Par Mansour M’henni
Quand on a le vice – l’heureux vice – de la poésie, on ne peut s’interdire l’expression d’une délectation due à la lecture d’un recueil qui s’apparenterait au genre ou qui flirterait avec ses moyens. C’est ce qui m’est arrivé à la lecture du recueil Grabuge de Hichem Ben Ammar, sous-titré « textes et fragments. 1990/2020 » et paru aux éditions « Contraste » en 2020.
J’avoue n’avoir pas lu les deux premiers recueils de l’auteur, en l’occurrence L’Idéal atteint (1988) et La Négociation (1990), un retard que je me dois de rattraper et un manquement que je dois réparer aussi tôt que possible. Surtout que ce troisième recueil m’interpelle à plusieurs titres et je me promets de revenir aux trois livres dans un article plus approfondi – si le temps m’en donne la possibilité.
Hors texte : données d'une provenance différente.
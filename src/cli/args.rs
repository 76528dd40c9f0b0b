use std::path::PathBuf;

use clap::Parser;

use crate::Commands;

/// Main CLI application arguments and command structure
#[derive(Parser, Debug)]
#[clap(
    name = "noteboard",
    version,
    about = "Pinnable, searchable short notes kept on this machine"
)]
pub struct Cli {
    /// Path to the configuration file
    #[clap(short = 'c', long, value_parser)]
    pub config: Option<PathBuf>,

    /// Directory holding the stored notes (overrides the config)
    #[clap(long, value_parser)]
    pub data_dir: Option<PathBuf>,

    /// Print notes as JSON
    #[clap(long, global = true)]
    pub json: bool,

    /// Verbose output mode
    #[clap(short, long, global = true)]
    pub verbose: bool,

    /// Subcommands for the noteboard application
    #[clap(subcommand)]
    pub command: Commands,
}

#[cfg(test)]
mod tests {
    use clap::CommandFactory;

    use super::*;
    use crate::NoteColor;

    #[test]
    fn test_cli_definition_is_valid() {
        Cli::command().debug_assert();
    }

    #[test]
    fn test_parses_create_and_edit() {
        let cli = Cli::parse_from([
            "noteboard", "create", "-T", "Groceries", "-b", "milk", "--color", "pink", "--pinned",
        ]);
        match cli.command {
            Commands::Create {
                title,
                body,
                color,
                pinned,
                edit,
            } => {
                assert_eq!(title.as_deref(), Some("Groceries"));
                assert_eq!(body.as_deref(), Some("milk"));
                assert_eq!(color, Some(NoteColor::Pink));
                assert!(pinned);
                assert!(!edit);
            }
            other => panic!("unexpected command {:?}", other),
        }

        let cli = Cli::parse_from(["noteboard", "edit", "42", "--pinned", "false", "--json"]);
        assert!(cli.json);
        match cli.command {
            Commands::Edit { id, pinned, .. } => {
                assert_eq!(id, 42);
                assert_eq!(pinned, Some(false));
            }
            other => panic!("unexpected command {:?}", other),
        }
    }

    #[test]
    fn test_rejects_unknown_color() {
        assert!(Cli::try_parse_from(["noteboard", "create", "-T", "x", "--color", "teal"]).is_err());
    }
}
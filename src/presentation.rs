//! The rendering surface the controller drives.
//!
//! Anything that can show a note list, an edit form, a warning and a yes/no
//! question can host the app. The terminal implementation lives in `cli`.
use std::fmt;

use crate::{Note, NoteColor, Theme};

/// Whether the edit form is creating a new note or editing an existing one.
#[derive(Debug, Clone, Copy, PartialEq, Eq)]
pub enum EditorMode {
    New,
    Edit,
}

impl fmt::Display for EditorMode {
    fn fmt(&self, f: &mut fmt::Formatter<'_>) -> fmt::Result {
        match self {
            EditorMode::New => f.write_str("New Note"),
            EditorMode::Edit => f.write_str("Edit Note"),
        }
    }
}

/// Contents of the edit form, exactly as the user entered them.
#[derive(Debug, Clone, PartialEq, Eq, Default)]
pub struct NoteForm {
    pub title: String,
    pub body: String,
    pub color: NoteColor,
    pub pinned: bool,
}

impl NoteForm {
    /// An empty form with the given default color.
    pub fn blank(color: NoteColor) -> Self {
        NoteForm {
            color,
            ..Default::default()
        }
    }
}

impl From<&Note> for NoteForm {
    fn from(note: &Note) -> Self {
        NoteForm {
            title: note.title.clone(),
            body: note.body.clone(),
            color: note.color,
            pinned: note.pinned,
        }
    }
}

/// A surface that displays notes and talks to the user.
pub trait Presentation {
    /// Replaces the displayed list with `notes`, already in display order.
    fn render(&mut self, notes: &[&Note]);

    fn show_editor(&mut self, mode: EditorMode, form: &NoteForm);

    fn hide_editor(&mut self);

    /// Shows a message the user has to notice, such as a rejected save.
    fn warn(&mut self, message: &str);

    /// Asks a yes/no question and blocks until the user answers.
    fn confirm(&mut self, question: &str) -> bool;

    fn apply_theme(&mut self, theme: Theme);
}
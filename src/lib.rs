//! Notes manager library
//!
//! This library keeps a collection of short notes (title, body, color label,
//! pin flag) in a local key-value store, and provides the filter/sort view
//! and the intent-driven controller a front end needs to display and edit
//! them. A light/dark theme preference is stored alongside.

mod cli;
mod config;
mod controller;
mod errors;
mod note;
mod persistence;
mod presentation;
mod query;
mod store;
mod theme;
mod types;

// Re-export key components
pub use cli::*;
pub use config::*;
pub use controller::*;
pub use errors::*;
pub use note::*;
pub use persistence::*;
pub use presentation::*;
pub use query::*;
pub use store::*;
pub use theme::*;
pub use types::*;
Grabuge est structuré en six sections qui riment avec le titre (Déluge, subterfuge, vermifuge, centrifuge, refuge, transfuge), au son et au sens, et qui construisent un cheminement de l’âme et du poème vers un refuge pour le texte et l’auteur finissant dans un statut de transfuges. Mais nul désespoir à l’issue car : « C’est la fin du poème/ Le début de l’action » (p. 87).
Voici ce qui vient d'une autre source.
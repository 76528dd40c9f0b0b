//! Filter and sort for the displayed note list.
use std::cmp::Reverse;

use log::trace;

use crate::Note;

/// Returns the notes to display for `filter`, in display order.
///
/// An empty filter keeps every note; otherwise a note is kept when its title
/// or body contains the filter, ignoring case. Pinned notes come first, and
/// within each group newer ids come first.
pub fn view<'a>(notes: &'a [Note], filter: &str) -> Vec<&'a Note> {
    let mut visible: Vec<&Note> = if filter.is_empty() {
        notes.iter().collect()
    } else {
        let needle = filter.to_lowercase();
        notes.iter().filter(|note| note.matches(&needle)).collect()
    };

    visible.sort_by_key(|note| (Reverse(note.pinned), Reverse(note.id)));
    trace!(
        "View for filter '{}': {} of {} notes",
        filter,
        visible.len(),
        notes.len()
    );
    visible
}

#[cfg(test)]
mod tests {
    use super::*;
    use crate::{NoteColor, NoteDraft};

    fn note(id: i64, title: &str, body: &str, pinned: bool) -> Note {
        Note::new(
            id,
            NoteDraft::new(title, body)
                .color(NoteColor::Gray)
                .pinned(pinned),
        )
    }

    fn ids(notes: &[&Note]) -> Vec<i64> {
        notes.iter().map(|note| note.id).collect()
    }

    fn sample() -> Vec<Note> {
        vec![
            note(3, "Meeting", "standup at 10", false),
            note(1, "Groceries", "milk, eggs", true),
            note(5, "Ideas", "", false),
            note(2, "", "Team MEETING notes", true),
            note(4, "Books", "Dune", false),
        ]
    }

    #[test]
    fn test_pinned_first_then_newest() {
        let notes = sample();
        assert_eq!(ids(&view(&notes, "")), vec![2, 1, 5, 4, 3]);
    }

    #[test]
    fn test_filter_is_case_insensitive_over_title_and_body() {
        let notes = sample();
        assert_eq!(ids(&view(&notes, "meet")), vec![2, 3]);
        assert_eq!(ids(&view(&notes, "MILK")), vec![1]);
        assert!(view(&notes, "xyz").is_empty());
    }

    #[test]
    fn test_filter_is_not_trimmed() {
        let notes = sample();
        assert_eq!(ids(&view(&notes, "at 10")), vec![3]);
        assert!(view(&notes, " Dune").is_empty());
    }

    #[test]
    fn test_ordering_and_filter_properties_hold() {
        let notes = sample();
        for filter in ["", "e", "M", "o", "notes", "zzz"] {
            let visible = view(&notes, filter);

            let first_unpinned = visible
                .iter()
                .position(|note| !note.pinned)
                .unwrap_or(visible.len());
            assert!(visible[first_unpinned..].iter().all(|note| !note.pinned));
            for group in [&visible[..first_unpinned], &visible[first_unpinned..]] {
                assert!(group.windows(2).all(|pair| pair[0].id >= pair[1].id));
            }

            let needle = filter.to_lowercase();
            assert!(visible.iter().all(|note| note.matches(&needle)));
            let expected = notes.iter().filter(|note| note.matches(&needle)).count();
            assert_eq!(visible.len(), expected);
        }
    }

    #[test]
    fn test_view_is_deterministic() {
        let notes = sample();
        assert_eq!(ids(&view(&notes, "e")), ids(&view(&notes, "e")));
    }
}
//! `IThemeStore` port implementation backed by [`StoreClient`]
//!
//! Thin mapping layer: typed `ApiError`s are contextualized into
//! `anyhow::Error` at the port boundary, where callers only need to
//! report, not classify.

use anyhow::Context;
use weft_core::ports::theme_store::{AssetContent, IThemeStore, RemoteAsset};

use crate::client::StoreClient;

/// The production theme store adapter.
pub struct ThemeStoreProvider {
    client: StoreClient,
}

impl ThemeStoreProvider {
    /// Wraps a configured [`StoreClient`].
    pub fn new(client: StoreClient) -> Self {
        Self { client }
    }
}

#[async_trait::async_trait]
impl IThemeStore for ThemeStoreProvider {
    async fn list_assets(&self) -> anyhow::Result<Vec<RemoteAsset>> {
        self.client
            .list_assets()
            .await
            .context("Failed to list theme assets")
    }

    async fn get_asset(&self, key: &str) -> anyhow::Result<AssetContent> {
        self.client
            .get_asset(key)
            .await
            .with_context(|| format!("Failed to fetch asset '{key}'"))
    }

    async fn put_asset(&self, key: &str, content: &AssetContent) -> anyhow::Result<()> {
        self.client
            .put_asset(key, content)
            .await
            .with_context(|| format!("Failed to upload asset '{key}'"))
    }

    async fn delete_asset(&self, key: &str) -> anyhow::Result<()> {
        self.client
            .delete_asset(key)
            .await
            .with_context(|| format!("Failed to delete asset '{key}'"))
    }
}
Ce qui est typique de cette poésie, c’est qu’elle joue à l’équilibriste, sur une corde tendue entre l’ancien et le nouveau, l’être et le dire, le clos et l’ouvert, etc. Le tout se joue dans la tentation du bref et du fragment, entre le rythme et sa cassure qui s’avère aussi rythmée mais autrement. Ainsi, tout le recueil fait l’effet d’une série de tableaux sur la scène de la vie où cohabitent et interagissent les êtres et les mots, les gestes et les lettres ; il fait aussi l’effet d’une suite de séquences dans le film de l’existence où l’image est parole aussi sonore et les mots des dessins aussi colorés. Et l’auteur d’être on ne peut plus explicite à ce propos, en s’identifiant à l’acrobate :
« Acrobate ne sait mentir / La danse est ma profession de foi / Le rythme est ma prière / Le mouvement mon ascèse / Et la scène mon espace de recueillement » (p. 84).
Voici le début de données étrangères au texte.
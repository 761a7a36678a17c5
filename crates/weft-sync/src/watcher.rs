//! Theme directory watching and debounced change queue
//!
//! Wraps the `notify` crate to monitor a theme root, converting raw OS
//! events into [`ThemeEvent`] values keyed by relative asset paths.
//!
//! The [`DebouncedEventQueue`] coalesces rapid-fire events so watch mode
//! only reacts to the final state of a key after it has been quiet for a
//! debounce window. Editors that write through temp files otherwise
//! produce create/modify/rename storms for a single save.

use std::collections::HashMap;
use std::path::Path;
use std::time::{Duration, Instant};

use anyhow::{Context, Result};
use notify::event::{ModifyKind, RenameMode};
use notify::{EventKind, RecommendedWatcher, RecursiveMode, Watcher};
use tokio::sync::mpsc;
use tracing::{debug, error, info, warn};

use crate::lister::LocalTheme;

// ============================================================================
// ThemeEvent
// ============================================================================

/// A settled change to a theme asset, keyed by its relative path.
///
/// Creation and modification collapse into `Updated`: watch mode reacts
/// to both by uploading the current content.
#[derive(Debug, Clone, PartialEq, Eq)]
pub enum ThemeEvent {
    /// The asset exists locally and should be pushed to the store.
    Updated(String),
    /// The asset disappeared locally and should be removed from the store.
    Removed(String),
}

impl ThemeEvent {
    /// The asset key this event concerns.
    pub fn key(&self) -> &str {
        match self {
            ThemeEvent::Updated(key) => key,
            ThemeEvent::Removed(key) => key,
        }
    }
}

// ============================================================================
// ThemeWatcher
// ============================================================================

/// Watches a theme root for changes using the OS-native mechanism.
///
/// Events are translated to relative asset keys via the [`LocalTheme`]
/// adapter and sent through an mpsc channel.
///
/// ## Usage
///
/// ```ignore
/// let (watcher, mut rx) = ThemeWatcher::new(&theme)?;
/// while let Some(event) = rx.recv().await {
///     // push into a DebouncedEventQueue
/// }
/// drop(watcher); // stops watching
/// ```
pub struct ThemeWatcher {
    /// The underlying notify watcher; dropping it stops the watch.
    _watcher: RecommendedWatcher,
}

impl ThemeWatcher {
    /// Starts watching the theme root recursively.
    ///
    /// # Errors
    /// Returns an error if the OS watcher cannot be created or the root
    /// cannot be watched (missing directory, inotify limit).
    pub fn new(theme: &LocalTheme) -> Result<(Self, mpsc::Receiver<ThemeEvent>)> {
        let (event_tx, event_rx) = mpsc::channel::<ThemeEvent>(1024);
        let root = theme.root().to_path_buf();

        info!(root = %root.display(), "Starting theme watch");

        let mapper = theme.clone();
        let mut watcher = RecommendedWatcher::new(
            move |res: std::result::Result<notify::Event, notify::Error>| match res {
                Ok(event) => {
                    for change in map_notify_event(&mapper, &event) {
                        if let Err(e) = event_tx.blocking_send(change) {
                            warn!(error = %e, "Failed to send change event (receiver dropped)");
                        }
                    }
                }
                Err(err) => {
                    error!(error = %err, "Theme watcher error");
                }
            },
            notify::Config::default(),
        )
        .context("Failed to create theme watcher")?;

        watcher
            .watch(&root, RecursiveMode::Recursive)
            .with_context(|| format!("Failed to watch theme root: {}", root.display()))?;

        Ok((Self { _watcher: watcher }, event_rx))
    }
}

/// Converts a `notify::Event` into zero or more [`ThemeEvent`]s.
///
/// - `Create(*)` and `Modify(Data | Metadata | ..)` → `Updated`
/// - `Remove(*)` → `Removed`
/// - `Modify(Name(Both))` with two paths → `Removed(old)` + `Updated(new)`
/// - access events, paths outside the root, and hidden files → nothing
fn map_notify_event(theme: &LocalTheme, event: &notify::Event) -> Vec<ThemeEvent> {
    let key_of = |path: &Path| -> Option<String> {
        let key = theme.relative_key(path)?;
        // Hidden files (including config.yml backups written by editors
        // as dotfiles) never reach the store.
        if key.rsplit('/').next().is_some_and(|name| name.starts_with('.')) {
            return None;
        }
        Some(key)
    };

    match &event.kind {
        EventKind::Create(_) => {
            let Some(key) = event.paths.first().and_then(|p| key_of(p)) else {
                return Vec::new();
            };
            debug!(key, "Mapped Create event");
            vec![ThemeEvent::Updated(key)]
        }

        EventKind::Modify(ModifyKind::Name(RenameMode::Both)) if event.paths.len() >= 2 => {
            let old = key_of(&event.paths[0]);
            let new = key_of(&event.paths[1]);
            debug!(?old, ?new, "Mapped Rename event");
            old.map(ThemeEvent::Removed)
                .into_iter()
                .chain(new.map(ThemeEvent::Updated))
                .collect()
        }

        EventKind::Modify(_) => {
            let Some(key) = event.paths.first().and_then(|p| key_of(p)) else {
                return Vec::new();
            };
            debug!(key, "Mapped Modify event");
            vec![ThemeEvent::Updated(key)]
        }

        EventKind::Remove(_) => {
            let Some(key) = event.paths.first().and_then(|p| key_of(p)) else {
                return Vec::new();
            };
            debug!(key, "Mapped Remove event");
            vec![ThemeEvent::Removed(key)]
        }

        _ => Vec::new(),
    }
}

// ============================================================================
// DebouncedEventQueue
// ============================================================================

/// Coalesces rapid changes to the same key into one settled event.
///
/// When multiple events arrive for a key in quick succession, only the
/// latest is kept and its timestamp reset. [`poll`](Self::poll) releases
/// an event only after its key has been quiet for the debounce window.
pub struct DebouncedEventQueue {
    /// Pending changes keyed by asset key, with the latest event and its
    /// arrival time
    pending: HashMap<String, (ThemeEvent, Instant)>,
    /// Minimum quiet period before a change is considered settled
    debounce_delay: Duration,
}

impl DebouncedEventQueue {
    /// Creates a queue with the given debounce window.
    pub fn new(debounce_delay: Duration) -> Self {
        Self {
            pending: HashMap::new(),
            debounce_delay,
        }
    }

    /// Inserts or updates the pending event for a key, resetting its
    /// quiet-period timer.
    pub fn push(&mut self, event: ThemeEvent) {
        let key = event.key().to_string();
        debug!(key, ?event, "Enqueuing change event");
        self.pending.insert(key, (event, Instant::now()));
    }

    /// Removes and returns all events quiet for longer than the window.
    pub fn poll(&mut self) -> Vec<ThemeEvent> {
        let now = Instant::now();
        let settled_keys: Vec<String> = self
            .pending
            .iter()
            .filter(|(_, (_, at))| now.duration_since(*at) >= self.debounce_delay)
            .map(|(key, _)| key.clone())
            .collect();

        let settled: Vec<ThemeEvent> = settled_keys
            .iter()
            .filter_map(|key| self.pending.remove(key).map(|(event, _)| event))
            .collect();

        if !settled.is_empty() {
            debug!(count = settled.len(), "Polled settled change events");
        }
        settled
    }

    /// Number of events still inside their debounce window.
    pub fn pending_count(&self) -> usize {
        self.pending.len()
    }

    /// True when nothing is pending.
    pub fn is_empty(&self) -> bool {
        self.pending.is_empty()
    }
}

#[cfg(test)]
mod tests {
    use std::path::PathBuf;

    use super::*;

    fn theme() -> LocalTheme {
        LocalTheme::new("/themes/site")
    }

    fn notify_event(kind: EventKind, paths: &[&str]) -> notify::Event {
        notify::Event {
            kind,
            paths: paths.iter().map(PathBuf::from).collect(),
            attrs: Default::default(),
        }
    }

    // ------------------------------------------------------------------
    // Event mapping
    // ------------------------------------------------------------------

    #[test]
    fn test_map_create_event() {
        let event = notify_event(
            EventKind::Create(notify::event::CreateKind::File),
            &["/themes/site/assets/app.js"],
        );
        assert_eq!(
            map_notify_event(&theme(), &event),
            vec![ThemeEvent::Updated("assets/app.js".to_string())]
        );
    }

    #[test]
    fn test_map_modify_event() {
        let event = notify_event(
            EventKind::Modify(ModifyKind::Data(notify::event::DataChange::Content)),
            &["/themes/site/layout/theme.liquid"],
        );
        assert_eq!(
            map_notify_event(&theme(), &event),
            vec![ThemeEvent::Updated("layout/theme.liquid".to_string())]
        );
    }

    #[test]
    fn test_map_remove_event() {
        let event = notify_event(
            EventKind::Remove(notify::event::RemoveKind::File),
            &["/themes/site/assets/old.css"],
        );
        assert_eq!(
            map_notify_event(&theme(), &event),
            vec![ThemeEvent::Removed("assets/old.css".to_string())]
        );
    }

    #[test]
    fn test_map_rename_event() {
        let event = notify_event(
            EventKind::Modify(ModifyKind::Name(RenameMode::Both)),
            &["/themes/site/assets/a.css", "/themes/site/assets/b.css"],
        );
        assert_eq!(
            map_notify_event(&theme(), &event),
            vec![
                ThemeEvent::Removed("assets/a.css".to_string()),
                ThemeEvent::Updated("assets/b.css".to_string()),
            ]
        );
    }

    #[test]
    fn test_map_ignores_paths_outside_root() {
        let event = notify_event(
            EventKind::Create(notify::event::CreateKind::File),
            &["/elsewhere/app.js"],
        );
        assert!(map_notify_event(&theme(), &event).is_empty());
    }

    #[test]
    fn test_map_ignores_hidden_files() {
        let event = notify_event(
            EventKind::Modify(ModifyKind::Data(notify::event::DataChange::Content)),
            &["/themes/site/assets/.app.js.swp"],
        );
        assert!(map_notify_event(&theme(), &event).is_empty());
    }

    #[test]
    fn test_map_ignores_access_events() {
        let event = notify_event(
            EventKind::Access(notify::event::AccessKind::Read),
            &["/themes/site/assets/app.js"],
        );
        assert!(map_notify_event(&theme(), &event).is_empty());
    }

    // ------------------------------------------------------------------
    // DebouncedEventQueue
    // ------------------------------------------------------------------

    #[test]
    fn test_queue_coalesces_same_key() {
        let mut queue = DebouncedEventQueue::new(Duration::from_millis(0));
        queue.push(ThemeEvent::Updated("assets/app.js".to_string()));
        queue.push(ThemeEvent::Removed("assets/app.js".to_string()));

        assert_eq!(queue.pending_count(), 1);
        std::thread::sleep(Duration::from_millis(10));
        let settled = queue.poll();
        assert_eq!(settled, vec![ThemeEvent::Removed("assets/app.js".to_string())]);
    }

    #[test]
    fn test_queue_holds_recent_events() {
        let mut queue = DebouncedEventQueue::new(Duration::from_secs(60));
        queue.push(ThemeEvent::Updated("assets/app.js".to_string()));

        assert!(queue.poll().is_empty());
        assert_eq!(queue.pending_count(), 1);
    }

    #[test]
    fn test_queue_releases_settled_events_once() {
        let mut queue = DebouncedEventQueue::new(Duration::from_millis(0));
        queue.push(ThemeEvent::Updated("assets/app.js".to_string()));

        std::thread::sleep(Duration::from_millis(10));
        assert_eq!(queue.poll().len(), 1);
        assert!(queue.poll().is_empty());
        assert!(queue.is_empty());
    }

    #[test]
    fn test_queue_partial_settlement() {
        let mut queue = DebouncedEventQueue::new(Duration::from_millis(50));

        queue.push(ThemeEvent::Updated("assets/old.js".to_string()));
        std::thread::sleep(Duration::from_millis(60));
        queue.push(ThemeEvent::Updated("assets/new.js".to_string()));

        let settled = queue.poll();
        assert_eq!(settled, vec![ThemeEvent::Updated("assets/old.js".to_string())]);
        assert_eq!(queue.pending_count(), 1);
    }

    #[test]
    fn test_coalescing_resets_timestamp() {
        let mut queue = DebouncedEventQueue::new(Duration::from_millis(50));

        queue.push(ThemeEvent::Updated("assets/app.js".to_string()));
        std::thread::sleep(Duration::from_millis(30));
        queue.push(ThemeEvent::Updated("assets/app.js".to_string()));

        // 30ms after the update: still within the fresh window.
        std::thread::sleep(Duration::from_millis(30));
        assert!(queue.poll().is_empty());

        std::thread::sleep(Duration::from_millis(30));
        assert_eq!(queue.poll().len(), 1);
    }
}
Je sens que cette écriture de H. Ben Ammar est à prendre en charge par les études brachylogiques, au vu de plusieurs de ses aspects pratiques et de ses fondements ontologiques. Elle est d’abord foncièrement conversationnelle, et c’est l’essentiel. Conversation entre les différents langages (l’iconographique accompagne le textuel dans ce recueil), les différents modes d’expression, les différentes catégories sociales, les différents êtres de l’univers, entre l’univers physique et concret et l’intuition d’une métaphysique qui est désignée mais d’essence insaisissable. On se souvient alors que Hichem Ben Ammar est à la fois un homme des arts, de la presse, du cinéma et de l’écriture. Cet « être-dire » et « dire-être » multi-dimensionnel nous renvoie interrogativement à la célèbre citation de Rimbaud : « Je est un autre ». De son côté, Ben Ammar dit : « Je me déguise en moi-même » (82), apparemment en contraste, mais profondément dans la cohérence de cet inaliénable détermination de soi par le reflet, en soi, de l’autre qui est toujours un alter ego. Narcisse n’est pas moins présent : « Nous rîmes tant de fois de nous-mêmes / Que nous en fûmes transformés en poème / Rejoignant Narcisse au carnaval du vice » (p. 57). Et la leçon de la vie de se trouver concrétisée dans l’éternelle et mythique image d’Eros et Thanatos inséparablement liés dans la statue ineffable de Janus aux deux visages. « Le synonyme d’aimer est apprendre à mourir » (72). Complicité du Noir et du Blanc qui fait que, à force de parler de sa noirceur, « Le Noir parle de sa blancheur » (60), philosophiquement, optiquement et peut-être aussi mathématiquement. En effet, dans la continuité d’une poésie du milieu du XX° siècle (pensons à Queneau par exemple), celle de Ben Ammar puise ses intuitions dans la logique scientifique autant que dans les interrogations philosophiques. Sans perdre de vue que « L’intuition ignore le plus-que-parfait / Car l’indulgence est la forme la plus sûre / de la tendresse » (p. 58), comme dit dans ce fragment qui, avec l’ensemble des 20 fragments, ainsi nommés et numérotés, il y a à réinterroger la poétique fragmentaire et fragmentale entre la complétude et l’incomplétude, encore une fois dans la perspective néo-brachylogique.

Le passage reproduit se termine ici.